The airport was just one little building, with two or three ticket counters along one wall then a waiting area that was one room. So I did not blend in as I thought I would when I decided to spend the night there.  I tromped in through the automatic glass door, dust in a cloud around me from head to toe and tried to act like I belonged there, was just waiting for a later flight. As I entered, the noise of people talking became noticeably less noisy, to my left and right people who looked foreign to me stared at me while trying not to stare.
This was my first encounter with the population of humans just north of Los Angeles. The glares coming at me from the sprinkling of humans in the Santa Maria Airport in 1970 were not welcoming. It was also one of my first encounters with humans who hated people like me on sight, our long untended hair- me now showing up with a backpack almost as big as me and bedraggled.  
All eyes were on me once I entered the waiting area. I curled up on a plastic chair, pulled out a book, and made myself comfortable. It did seem, though, that there was less and less activity in the area. Then the PA voice announced the arrival of last flight of the night, after which the airport would be closing. I popped back up, said to whoever was near me, "What? The airport is closing?"
A woman with a hairstyle she must have gotten in the same beauty shop for 25 years was very close to me and said, yes, this airport closes at 11 PM. Her tone told me it was something she'd been wanting to say to me for the past hour. She eyed me up and down, all my gear. The few people left in the little airport. all seemed to be trying to tell me, there's no more flights and the doors are about to lock. 
I think I mumbled, "whoever heard of an airport that closes at night" as I gathered myself up and left.
Out the door, now where was I going to sleep.  In front of me was a vast flat field. Looking on Google Maps today, I can see it was about 1.5 miles back to the highway where the 1 branches off from the 101 and heads to Big Sur. When I left the Integral Yoga Institute in Burbank earlier that day and started my trip to Alaska at the Barham onramp getting in and out of cars heading North, I thought I'd get to Big Sur in time to set up a campsite. I had pans and water containers and bags of food along with many changes of clothes and even a portable typewriter jammed into the monstrosity on my back that I'd bought at an Army Navy Surplus store on Western Avenue just days earlier. 
Little development had taken place yet in Santa Maria in 1970, so from the airport back to the highway it was all open space.

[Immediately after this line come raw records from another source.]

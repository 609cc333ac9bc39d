//! Candidate packing states explored by the search.

use crate::skyline::Skyline;
use platepack_core::{BoxSize, Orientation, Position};
use std::rc::Rc;

/// Which skyline a box is slid toward first.
#[derive(Debug, Clone, Copy, PartialEq, Eq)]
pub(crate) enum SlideOrder {
    /// Drop toward the x-skyline, then slide toward the y-skyline.
    DownThenLeft,
    /// Slide toward the y-skyline, then drop toward the x-skyline.
    LeftThenDown,
}

/// The immutable part of a packing problem, shared by all candidates.
#[derive(Debug)]
pub(crate) struct Problem {
    /// Plate dimensions.
    pub(crate) master: BoxSize,
    /// Gap-expanded box footprints, in the caller's original order.
    pub(crate) boxes: Vec<BoxSize>,
    /// Fixed processing order (indices into `boxes`).
    pub(crate) order: Vec<usize>,
}

/// A partial arrangement of the first `used_boxes()` boxes in processing
/// order.
///
/// Candidates are extended by appending exactly one more placed box at a
/// time; search branching duplicates the whole state instead of rolling
/// anything back, so every branch owns an independent copy.
#[derive(Debug, Clone)]
pub(crate) struct Packing {
    problem: Rc<Problem>,
    /// Per-placed-box orientation, indexed in processing order until
    /// [`reorder_to_original`](Self::reorder_to_original) permutes it.
    orientations: Vec<Orientation>,
    /// Per-placed-box lower-left position, indexed like `orientations`.
    positions: Vec<Position>,
    x_skyline: Skyline,
    y_skyline: Skyline,
    in_original_order: bool,
}

impl Packing {
    /// Creates an empty candidate for the given problem.
    pub(crate) fn new(problem: Rc<Problem>) -> Self {
        Self {
            problem,
            orientations: Vec::new(),
            positions: Vec::new(),
            x_skyline: Skyline::new(),
            y_skyline: Skyline::new(),
            in_original_order: false,
        }
    }

    /// Number of boxes placed so far.
    pub(crate) fn used_boxes(&self) -> usize {
        self.orientations.len()
    }

    /// True once every box of the problem is placed.
    pub(crate) fn is_complete(&self) -> bool {
        self.used_boxes() == self.problem.boxes.len()
    }

    /// Attempts to add the next box in processing order with the given
    /// orientation and slide order.
    ///
    /// The first box of an empty candidate is placed directly at the
    /// origin and seeds both skylines; every later box is slid into place.
    /// On failure the candidate is left unchanged.
    pub(crate) fn add_next_box(&mut self, orientation: Orientation, order: SlideOrder) -> bool {
        debug_assert!(self.used_boxes() < self.problem.boxes.len());

        let next = orientation.apply(self.problem.boxes[self.problem.order[self.used_boxes()]]);
        let master = self.problem.master;

        let position = if self.used_boxes() == 0 {
            if next.x() > master.x() || next.y() > master.y() {
                return false;
            }
            self.x_skyline.seed(next.x(), next.y(), master.x());
            self.y_skyline.seed(next.y(), next.x(), master.y());
            Position::default()
        } else {
            match self.slide(&next, order) {
                Some(position) => position,
                None => return false,
            }
        };

        self.orientations.push(orientation);
        self.positions.push(position);
        true
    }

    /// Slides a box toward both skylines in the requested order.
    ///
    /// The left-then-down order reuses the down-then-left logic in a frame
    /// rotated 90 degrees: master and box are rotated, the skylines swap
    /// roles and the resulting position is rotated back.
    fn slide(&mut self, item: &BoxSize, order: SlideOrder) -> Option<Position> {
        match order {
            SlideOrder::DownThenLeft => slide_toward(
                &self.problem.master,
                item,
                &mut self.x_skyline,
                &mut self.y_skyline,
            ),
            SlideOrder::LeftThenDown => {
                let master = self.problem.master.rotated();
                let item = item.rotated();
                let position =
                    slide_toward(&master, &item, &mut self.y_skyline, &mut self.x_skyline)?;
                Some(position.rotated())
            }
        }
    }

    /// Permutes positions and orientations back into the caller's original
    /// box order.
    ///
    /// Only applicable to complete packings; an incomplete candidate is
    /// left untouched.
    pub(crate) fn reorder_to_original(&mut self) {
        if self.in_original_order {
            return;
        }
        if !self.is_complete() {
            return;
        }

        let count = self.used_boxes();
        let mut orientations = vec![Orientation::default(); count];
        let mut positions = vec![Position::default(); count];
        for (i, &original) in self.problem.order.iter().enumerate() {
            orientations[original] = self.orientations[i];
            positions[original] = self.positions[i];
        }

        self.orientations = orientations;
        self.positions = positions;
        self.in_original_order = true;
    }

    /// Shifts every stored position from the lower-left corner of a
    /// gap-expanded box to the lower-left corner of the true box.
    pub(crate) fn adjust_positions_to_original_sizes(&mut self, min_gap: f64) {
        let correction = Position::new(min_gap / 2.0, min_gap / 2.0);
        for position in &mut self.positions {
            *position += correction;
        }
    }

    /// Consumes the candidate and yields its placement data.
    pub(crate) fn into_parts(self) -> (Vec<Orientation>, Vec<Position>) {
        (self.orientations, self.positions)
    }

    /// Logs the corners of every placed box at debug level.
    pub(crate) fn log_arrangement(&self) {
        if !log::log_enabled!(log::Level::Debug) {
            return;
        }
        for i in 0..self.used_boxes() {
            let index = if self.in_original_order {
                i
            } else {
                self.problem.order[i]
            };
            let size = self.orientations[i].apply(self.problem.boxes[index]);
            let p = self.positions[i];
            log::debug!(
                "box {}: ({}, {}) -- ({}, {})",
                index,
                p.x(),
                p.y(),
                p.x() + size.x(),
                p.y() + size.y()
            );
        }
    }

    #[cfg(test)]
    pub(crate) fn position(&self, i: usize) -> Position {
        self.positions[i]
    }

    #[cfg(test)]
    pub(crate) fn orientation(&self, i: usize) -> Orientation {
        self.orientations[i]
    }

    #[cfg(test)]
    pub(crate) fn skylines(&self) -> (&Skyline, &Skyline) {
        (&self.x_skyline, &self.y_skyline)
    }
}

/// Slides a box down toward `x_skyline`, then left toward `y_skyline`, and
/// incorporates it into both on success.
///
/// Nothing is mutated on any failure path.
fn slide_toward(
    master: &BoxSize,
    item: &BoxSize,
    x_skyline: &mut Skyline,
    y_skyline: &mut Skyline,
) -> Option<Position> {
    // Drop the box from the upper right corner straight down until it rests
    // on the x-skyline. Only shelf positions the box's right edge can still
    // clear are examined.
    let y_bottom = x_skyline.max_value_beyond(master.x() - item.x())?;
    let y_top = y_bottom + item.y();
    if y_top > master.y() {
        return None;
    }

    // Slide the box to the left until it hits the y-skyline.
    let x_left = y_skyline.max_value_in_span(y_bottom, y_top)?;
    let x_right = x_left + item.x();
    if x_right > master.x() {
        return None;
    }

    y_skyline.cover(y_bottom, y_top, x_right);
    x_skyline.cover(x_left, x_right, y_top);

    Some(Position::new(x_left, y_bottom))
}

#[cfg(test)]
mod tests {
    use super::*;
    use approx::assert_relative_eq;

    fn problem(master: (f64, f64), boxes: &[(f64, f64)]) -> Rc<Problem> {
        Rc::new(Problem {
            master: BoxSize::new(master.0, master.1),
            boxes: boxes.iter().map(|&(x, y)| BoxSize::new(x, y)).collect(),
            order: (0..boxes.len()).collect(),
        })
    }

    #[test]
    fn test_first_box_at_origin() {
        let mut packing = Packing::new(problem((10.0, 10.0), &[(4.0, 3.0)]));
        assert!(packing.add_next_box(Orientation::AsGiven, SlideOrder::DownThenLeft));

        assert_eq!(packing.used_boxes(), 1);
        assert_relative_eq!(packing.position(0).x(), 0.0);
        assert_relative_eq!(packing.position(0).y(), 0.0);

        let (x_skyline, y_skyline) = packing.skylines();
        assert_eq!(x_skyline.breakpoints(), &[(4.0, 3.0), (10.0, 0.0)]);
        assert_eq!(y_skyline.breakpoints(), &[(3.0, 4.0), (10.0, 0.0)]);
    }

    #[test]
    fn test_first_box_rotated() {
        // 12 x 4 only fits the 6 x 20 plate when rotated.
        let mut packing = Packing::new(problem((6.0, 20.0), &[(12.0, 4.0)]));
        assert!(!packing.add_next_box(Orientation::AsGiven, SlideOrder::DownThenLeft));
        assert_eq!(packing.used_boxes(), 0);

        assert!(packing.add_next_box(Orientation::Rotated, SlideOrder::DownThenLeft));
        assert!(packing.orientation(0).is_rotated());
    }

    #[test]
    fn test_second_box_slides_down_then_left() {
        let mut packing = Packing::new(problem((10.0, 10.0), &[(4.0, 4.0), (4.0, 4.0)]));
        assert!(packing.add_next_box(Orientation::AsGiven, SlideOrder::DownThenLeft));
        assert!(packing.add_next_box(Orientation::AsGiven, SlideOrder::DownThenLeft));

        // The second box drops to the floor and slides left against the
        // first one.
        assert_relative_eq!(packing.position(1).x(), 4.0);
        assert_relative_eq!(packing.position(1).y(), 0.0);

        let (x_skyline, y_skyline) = packing.skylines();
        assert_eq!(x_skyline.breakpoints(), &[(4.0, 4.0), (8.0, 4.0), (10.0, 0.0)]);
        assert_eq!(
            y_skyline.breakpoints(),
            &[(0.0, 4.0), (4.0, 8.0), (10.0, 0.0)]
        );
    }

    #[test]
    fn test_second_box_slides_left_then_down() {
        let mut packing = Packing::new(problem((10.0, 10.0), &[(4.0, 4.0), (4.0, 4.0)]));
        assert!(packing.add_next_box(Orientation::AsGiven, SlideOrder::DownThenLeft));
        assert!(packing.add_next_box(Orientation::AsGiven, SlideOrder::LeftThenDown));

        // In the rotated frame the roles swap: the box ends up on top of
        // the first one, flush with the left edge.
        assert_relative_eq!(packing.position(1).x(), 0.0);
        assert_relative_eq!(packing.position(1).y(), 4.0);
    }

    #[test]
    fn test_failed_slide_leaves_candidate_unchanged() {
        let mut packing = Packing::new(problem((10.0, 10.0), &[(8.0, 8.0), (8.0, 8.0)]));
        assert!(packing.add_next_box(Orientation::AsGiven, SlideOrder::DownThenLeft));

        let before = packing.clone();
        assert!(!packing.add_next_box(Orientation::AsGiven, SlideOrder::DownThenLeft));
        assert!(!packing.add_next_box(Orientation::AsGiven, SlideOrder::LeftThenDown));

        assert_eq!(packing.used_boxes(), before.used_boxes());
        assert_eq!(packing.skylines().0, before.skylines().0);
        assert_eq!(packing.skylines().1, before.skylines().1);
    }

    #[test]
    fn test_reorder_to_original() {
        // Processing order reversed relative to the original order.
        let problem = Rc::new(Problem {
            master: BoxSize::new(20.0, 20.0),
            boxes: vec![BoxSize::new(2.0, 2.0), BoxSize::new(6.0, 6.0)],
            order: vec![1, 0],
        });

        let mut packing = Packing::new(problem);
        assert!(packing.add_next_box(Orientation::AsGiven, SlideOrder::DownThenLeft));
        assert!(packing.add_next_box(Orientation::AsGiven, SlideOrder::DownThenLeft));

        // Placed in processing order: the 6x6 first, the 2x2 beside it.
        assert_relative_eq!(packing.position(0).x(), 0.0);
        assert_relative_eq!(packing.position(1).x(), 6.0);

        packing.reorder_to_original();

        // After reordering, index 0 is the 2x2 box again.
        assert_relative_eq!(packing.position(0).x(), 6.0);
        assert_relative_eq!(packing.position(1).x(), 0.0);
    }

    #[test]
    fn test_reorder_incomplete_is_noop() {
        let mut packing = Packing::new(problem((10.0, 10.0), &[(4.0, 4.0), (4.0, 4.0)]));
        assert!(packing.add_next_box(Orientation::AsGiven, SlideOrder::DownThenLeft));

        packing.reorder_to_original();
        assert_eq!(packing.used_boxes(), 1);
        assert_relative_eq!(packing.position(0).x(), 0.0);
    }

    #[test]
    fn test_position_adjustment() {
        let mut packing = Packing::new(problem((10.0, 10.0), &[(4.0, 4.0), (4.0, 4.0)]));
        assert!(packing.add_next_box(Orientation::AsGiven, SlideOrder::DownThenLeft));
        assert!(packing.add_next_box(Orientation::AsGiven, SlideOrder::DownThenLeft));

        packing.adjust_positions_to_original_sizes(1.0);
        assert_relative_eq!(packing.position(0).x(), 0.5);
        assert_relative_eq!(packing.position(0).y(), 0.5);
        assert_relative_eq!(packing.position(1).x(), 4.5);
        assert_relative_eq!(packing.position(1).y(), 0.5);
    }
}
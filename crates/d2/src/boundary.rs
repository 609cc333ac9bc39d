//! The build plate boundary.

use nalgebra::Vector3;
use platepack_core::{BoxSize, Error, Result};

#[cfg(feature = "serde")]
use serde::{Deserialize, Serialize};

/// The rectangular working area boxes are packed into.
///
/// The depth (z) is carried for callers that track the available headroom
/// above the plate, but the engine never checks it: boxes are assumed to be
/// stackable to any height.
#[derive(Debug, Clone)]
#[cfg_attr(feature = "serde", derive(Serialize, Deserialize))]
pub struct Plate {
    /// Dimensions (width, height, depth).
    dimensions: Vector3<f64>,
}

impl Plate {
    /// Creates a new plate with the given width and height.
    pub fn new(width: f64, height: f64) -> Self {
        Self {
            dimensions: Vector3::new(width, height, 0.0),
        }
    }

    /// Sets the carried depth (headroom above the plate).
    pub fn with_depth(mut self, depth: f64) -> Self {
        self.dimensions.z = depth;
        self
    }

    /// Returns the width.
    pub fn width(&self) -> f64 {
        self.dimensions.x
    }

    /// Returns the height.
    pub fn height(&self) -> f64 {
        self.dimensions.y
    }

    /// Returns the carried depth.
    pub fn depth(&self) -> f64 {
        self.dimensions.z
    }

    /// Returns the plate area.
    pub fn area(&self) -> f64 {
        self.dimensions.x * self.dimensions.y
    }

    /// Returns the plate dimensions as a size vector.
    pub fn size(&self) -> BoxSize {
        BoxSize::new_3d(self.dimensions.x, self.dimensions.y, self.dimensions.z)
    }

    /// Validates the plate.
    pub fn validate(&self) -> Result<()> {
        if self.dimensions.x <= 0.0 || self.dimensions.y <= 0.0 {
            return Err(Error::InvalidBoundary(
                "plate width and height must be positive".into(),
            ));
        }
        if self.dimensions.z < 0.0 {
            return Err(Error::InvalidBoundary(
                "plate depth must be non-negative".into(),
            ));
        }
        Ok(())
    }
}

#[cfg(test)]
mod tests {
    use super::*;
    use approx::assert_relative_eq;

    #[test]
    fn test_plate_area() {
        let plate = Plate::new(100.0, 80.0);
        assert_relative_eq!(plate.area(), 8000.0);
    }

    #[test]
    fn test_depth_is_carried() {
        let plate = Plate::new(100.0, 80.0).with_depth(50.0);
        assert_relative_eq!(plate.depth(), 50.0);
        assert_relative_eq!(plate.size().z(), 50.0);
    }

    #[test]
    fn test_validation() {
        assert!(Plate::new(100.0, 80.0).validate().is_ok());
        assert!(Plate::new(-100.0, 80.0).validate().is_err());
        assert!(Plate::new(100.0, 0.0).validate().is_err());
        assert!(Plate::new(100.0, 80.0).with_depth(-1.0).validate().is_err());
    }
}
//! Solver configuration.

use crate::{Error, Result};

#[cfg(feature = "serde")]
use serde::{Deserialize, Serialize};

/// Common configuration for the packing engine.
#[derive(Debug, Clone)]
#[cfg_attr(feature = "serde", derive(Serialize, Deserialize))]
pub struct Config {
    /// Minimum clearance to maintain between adjacent placed boxes.
    pub min_gap: f64,

    /// How far behind the best candidate the search may fall before a
    /// branch is abandoned. Smaller values finish faster and produce more
    /// false negatives; larger values explore more of the tree.
    pub max_back_depth: usize,
}

impl Default for Config {
    fn default() -> Self {
        Self {
            min_gap: 0.0,
            max_back_depth: 8,
        }
    }
}

impl Config {
    /// Creates a new configuration with default values.
    pub fn new() -> Self {
        Self::default()
    }

    /// Sets the minimum gap between placed boxes.
    pub fn with_min_gap(mut self, gap: f64) -> Self {
        self.min_gap = gap;
        self
    }

    /// Sets the backtracking depth bound.
    pub fn with_max_back_depth(mut self, depth: usize) -> Self {
        self.max_back_depth = depth;
        self
    }

    /// Validates the configuration.
    pub fn validate(&self) -> Result<()> {
        if self.min_gap < 0.0 {
            return Err(Error::ConfigError(format!(
                "minimum gap must be non-negative, got {}",
                self.min_gap
            )));
        }
        Ok(())
    }
}

#[cfg(test)]
mod tests {
    use super::*;

    #[test]
    fn test_default_config() {
        let config = Config::default();
        assert_eq!(config.min_gap, 0.0);
        assert_eq!(config.max_back_depth, 8);
        assert!(config.validate().is_ok());
    }

    #[test]
    fn test_builder() {
        let config = Config::new().with_min_gap(1.5).with_max_back_depth(12);
        assert_eq!(config.min_gap, 1.5);
        assert_eq!(config.max_back_depth, 12);
    }

    #[test]
    fn test_negative_gap_rejected() {
        let config = Config::new().with_min_gap(-0.1);
        assert!(config.validate().is_err());
    }
}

I ended up sleeping in a pipe that night.  Walking back toward the highway, I came to a strip where massive pipes lay waiting to be placed underground as humans began to build the miasma of suburbs you see there today, where houses and elementary schools and animal clinics fill the land today between the municipal airport and the 135.  I don't think there was even a 135 then, it was all open space, nothing but these massive pipes for future construction, maybe of the 135.
I crawled into one and could finally relax, pulled out my sleeping bag, a radio and food from my pack and waited for sunrise.  
For hours, I chewed on raw cashew nuts and raisins, organic, in little bags from one of the early organic grocers in L.A.  If you chew raw cashews and raisins together, the flavors and textures blend in such a satisfying way, I realized, as I sat up in my sleeping bag, dry mud beneath me, no humans for miles around, chewing. Then I slept and was up at sunrise on my way to Big Sur.